===== RECORDS PROVIDED

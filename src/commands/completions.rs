use clap::CommandFactory;
use clap_complete::generate;
use eyre::Result;
use std::io;

use crate::cli::Cli;

pub fn run(shell: clap_complete::Shell) -> Result<()> {
    let mut cmd = Cli::command();
    generate(shell, &mut cmd, "persona-lab", &mut io::stdout());
    Ok(())
}
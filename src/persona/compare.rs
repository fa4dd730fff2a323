//! Trait-by-trait comparison of two persona versions

use serde::Serialize;

use super::TraitVector;

/// Change of a single trait between two versions
#[derive(Debug, Clone, PartialEq, Serialize)]
pub struct TraitDelta {
    pub name: String,
    pub before: Option<f64>,
    pub after: Option<f64>,
    /// `after - before`, absent values counting as 0
    pub delta: f64,
}

/// Compare two trait vectors over the union of their trait names.
///
/// Names keep the order of `before`, followed by names only `after` has.
pub fn compare_traits(before: &TraitVector, after: &TraitVector) -> Vec<TraitDelta> {
    let names = before
        .keys()
        .chain(after.keys().filter(|k| !before.contains_key(*k)));

    names
        .map(|name| {
            let a = before.get(name).copied();
            let b = after.get(name).copied();
            TraitDelta {
                name: name.clone(),
                before: a,
                after: b,
                delta: b.unwrap_or(0.0) - a.unwrap_or(0.0),
            }
        })
        .collect()
}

==========

# WHAT TO DO:
From the first entry to the last, reproduce everything precisely.

# SOLUTION TO THIS EXERCISE:
filename src/commands/completions.rs
use clap::CommandFactory;
use clap_complete::generate;
use eyre::Result;
use std::io;

use crate::cli::Cli;

pub fn run(shell: clap_complete::Shell) -> Result<()> {
    let mut cmd = Cli::command();
    generate(shell, &mut cmd, "persona-lab", &mut io::stdout());
    Ok(())
}
filename src/persona/compare.rs
repository fa4dd730fff2a323
//! Trait-by-trait comparison of two persona versions

use serde::Serialize;

use super::TraitVector;

/// Change of a single trait between two versions
#[derive(Debug, Clone, PartialEq, Serialize)]
pub struct TraitDelta {
    pub name: String,
    pub before: Option<f64>,
    pub after: Option<f64>,
    /// `after - before`, absent values counting as 0
    pub delta: f64,
}

/// Compare two trait vectors over the union of their trait names.
///
/// Names keep the order of `before`, followed by names only `after` has.
pub fn compare_traits(before: &TraitVector, after: &TraitVector) -> Vec<TraitDelta> {
    let names = before
        .keys()
        .chain(after.keys().filter(|k| !before.contains_key(*k)));

    names
        .map(|name| {
            let a = before.get(name).copied();
            let b = after.get(name).copied();
            TraitDelta {
                name: name.clone(),
                before: a,
                after: b,
                delta: b.unwrap_or(0.0) - a.unwrap_or(0.0),
            }
        })
        .collect()
}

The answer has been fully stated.